Thursday, May 2, 2013

What is Accounting

Accounting is the art of recording of financial transactions, classifying and summarizing in a significant manner and in terms of money, transactions, and events that are at least partly financial in character, and interpreting the results thereof.

Accountancy or accounting is the language of business, which provides financial information for management decision making for business growth.


The basic accounting equation that is so called Statement of Financial Position or Balance Sheet:
The foundation for the Balance Sheet starts with the Income Statement, which is:
  • Net Income or Net Loss = Revenue - Expenses
The statement supported by Retained Earnings Statement, which is:
  • Retained Earnings End = Retained Earnings beginning + Net Income (Net Loss) + Additional                                                  Capital – Dividends / Drawings
The presentation of Financial Statements (Balance Sheet, Income Statement, Statement of Retained Earnings, and other financial reports) guides the financial accounting or external users and management accounting or internal users of financial information.

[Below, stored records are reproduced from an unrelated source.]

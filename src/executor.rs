//! Process execution for the shell.
//!
//! Three kinds of process are run:
//! - foreground snippets (`<interpreter> -c <line>`), attached to the
//!   terminal and cancellable with Ctrl-C,
//! - captured shell commands requested by the assistant, with stdout and
//!   stderr merged into one text,
//! - captured helper programs (`df`, `lsusb`, `git`) whose output is parsed.

use crate::language::{self, Language};
use anyhow::{anyhow, Context, Result};
use async_trait::async_trait;
use std::os::unix::process::ExitStatusExt;
use std::path::Path;
use std::process::{Command, Output};
use tokio::signal::unix::{signal, SignalKind};
use tracing::{debug, error, info};

const SIGINT: i32 = 2;

/// How a foreground process ended.
#[derive(Debug, Clone, Copy, PartialEq, Eq)]
pub enum RunOutcome {
    /// The process exited on its own; `None` when killed by a signal.
    Exited(Option<i32>),
    /// Ctrl-C arrived while the process was running.
    Interrupted,
}

/// Combined stdout+stderr of a captured shell command.
#[derive(Debug, Clone, PartialEq, Eq)]
pub struct CapturedOutput {
    pub success: bool,
    pub text: String,
}

// =============================================================================
// Traits for Dependency Injection
// =============================================================================

/// Trait for running system processes.
///
/// This abstraction enables testing without spawning real processes.
#[async_trait]
pub trait ProcessRunner: Send + Sync {
    /// Runs a program to completion and captures its output.
    fn run(&self, program: &str, args: &[&str], cwd: &Path) -> Result<Output>;

    /// Checks if a program exists in PATH.
    fn program_exists(&self, program: &str) -> bool;

    /// Runs a program attached to the terminal until it exits or Ctrl-C.
    async fn run_foreground(&self, program: &str, args: &[&str], cwd: &Path) -> Result<RunOutcome>;
}

/// Default process runner using std and tokio process APIs.
pub struct SystemProcessRunner;

#[async_trait]
impl ProcessRunner for SystemProcessRunner {
    fn run(&self, program: &str, args: &[&str], cwd: &Path) -> Result<Output> {
        let mut cmd = Command::new(program);
        cmd.args(args).current_dir(cwd);
        Ok(cmd.output()?)
    }

    fn program_exists(&self, program: &str) -> bool {
        which::which(program).is_ok()
    }

    async fn run_foreground(&self, program: &str, args: &[&str], cwd: &Path) -> Result<RunOutcome> {
        // A fresh listener only sees interrupts raised from here on.
        let mut interrupt = signal(SignalKind::interrupt())?;
        let mut child = tokio::process::Command::new(program)
            .args(args)
            .current_dir(cwd)
            .spawn()
            .with_context(|| format!("Failed to start {}", program))?;

        tokio::select! {
            status = child.wait() => {
                // The child shares our process group, so Ctrl-C may reach it first.
                let status = status?;
                if status.signal() == Some(SIGINT) {
                    Ok(RunOutcome::Interrupted)
                } else {
                    Ok(RunOutcome::Exited(status.code()))
                }
            }
            _ = interrupt.recv() => {
                let _ = child.start_kill();
                let _ = child.wait().await;
                Ok(RunOutcome::Interrupted)
            }
        }
    }
}

// =============================================================================
// Executor Implementation
// =============================================================================

/// Runs input lines and helper commands through a [`ProcessRunner`].
///
/// # Example
///
/// ```ignore
/// let executor = Executor::new(Arc::new(SystemProcessRunner));
/// let outcome = executor.execute_snippet("echo hi", Path::new(".")).await?;
/// ```
#[derive(Clone)]
pub struct Executor {
    runner: std::sync::Arc<dyn ProcessRunner>,
}

impl Executor {
    pub fn new(runner: std::sync::Arc<dyn ProcessRunner>) -> Self {
        Self { runner }
    }

    pub fn runner(&self) -> &dyn ProcessRunner {
        self.runner.as_ref()
    }

    /// Interpreter for `line`: the classifier's verdict when installed,
    /// otherwise the fallback shell.
    pub fn interpreter_for(&self, line: &str) -> Language {
        let language = language::classify(line);
        if language == language::FALLBACK || self.runner.program_exists(language.interpreter()) {
            language
        } else {
            debug!("{} is not installed, using {}", language, language::FALLBACK);
            language::FALLBACK
        }
    }

    /// Runs `line` as `[interpreter, "-c", line]` in the foreground.
    pub async fn execute_snippet(&self, line: &str, cwd: &Path) -> Result<RunOutcome> {
        let language = self.interpreter_for(line);
        info!("Executing with {}: {}", language, line);
        self.runner
            .run_foreground(language.interpreter(), &["-c", line], cwd)
            .await
    }

    /// Runs `command` through `sh` with stderr merged into stdout.
    ///
    /// Never fails: a command that cannot be started yields its error text.
    pub fn capture_shell(&self, command: &str, cwd: &Path) -> CapturedOutput {
        info!("Executing captured command: {}", command);
        let script = format!("exec 2>&1\n{}", command);
        match self.runner.run("sh", &["-c", &script], cwd) {
            Ok(output) => CapturedOutput {
                success: output.status.success(),
                text: String::from_utf8_lossy(&output.stdout).into_owned(),
            },
            Err(e) => {
                error!("Failed to run {:?}: {}", command, e);
                CapturedOutput {
                    success: false,
                    text: e.to_string(),
                }
            }
        }
    }

    /// Runs a helper program and returns its stdout.
    ///
    /// # Errors
    ///
    /// Returns an error if the program cannot be started or exits non-zero.
    pub fn capture(&self, program: &str, args: &[&str], cwd: &Path) -> Result<String> {
        let output = self.runner.run(program, args, cwd)?;
        Self::handle_output(program, &output)
    }

    fn handle_output(program: &str, output: &Output) -> Result<String> {
        if output.status.success() {
            Ok(String::from_utf8_lossy(&output.stdout).into_owned())
        } else {
            error!("{} failed with status: {}", program, output.status);
            let stderr = String::from_utf8_lossy(&output.stderr);
            Err(anyhow!("{} failed ({}): {}", program, output.status, stderr.trim()))
        }
    }
}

Financial accounting refers to reports that are primarily prepared for external users, such as investors, creditors, government regulatory and taxing agencies. The external financial statements are prepared to satisfy the external reporting requirements. It must be prepared in accordance with generally accepted accounting principles (GAAP).

Management or managerial accounting on the other hand, refers to reports designed to meet the need of internal users particularly stockholders and managers. The report help the management to apply appropriate techniques and concepts the projected economic data of an entity to assist management in establishing a plan for reasonable economic objectives and in making of rational decisions with a view towards achieving these objectives.

Double-entry accounting

Double-entry accounting uses a system of accounts to categorize transactions. Each transaction that is entered consists of one or more debits and credits, and the total debits must equal the total credits. For example, if you purchase a computer with initial payment of $2,000 cash in bank and a loan from your bank for another $3,000, the entries to record this transaction would be the following:

Office Equipment (Debit)                                               $5,000
      Accounts Payable                                                               $3,000
      Cash in Bank                                                                         2,000

Note: The entries balance of $5,000 debit is equal to the sum of the two credits.



The Five Types of Accounts

Balance sheet accounts:

1. Assets – Properties owned and used in the business
2. Liabilities – Debts / Obligations of the business
3. Equity - The owner's capital contribution

Profit and loss accounts:

4. Revenue - The amounts earned from the sale of goods and services
5. Expenses - Costs incurred in the operation of business

The balance sheet accounts are permanent accounts that carry a balance from year to year. The profit and loss accounts are temporary accounts or nominal accounts that should be closed at the end of the accounting year cycle. Balances of revenue and expenses transfer to an equity account.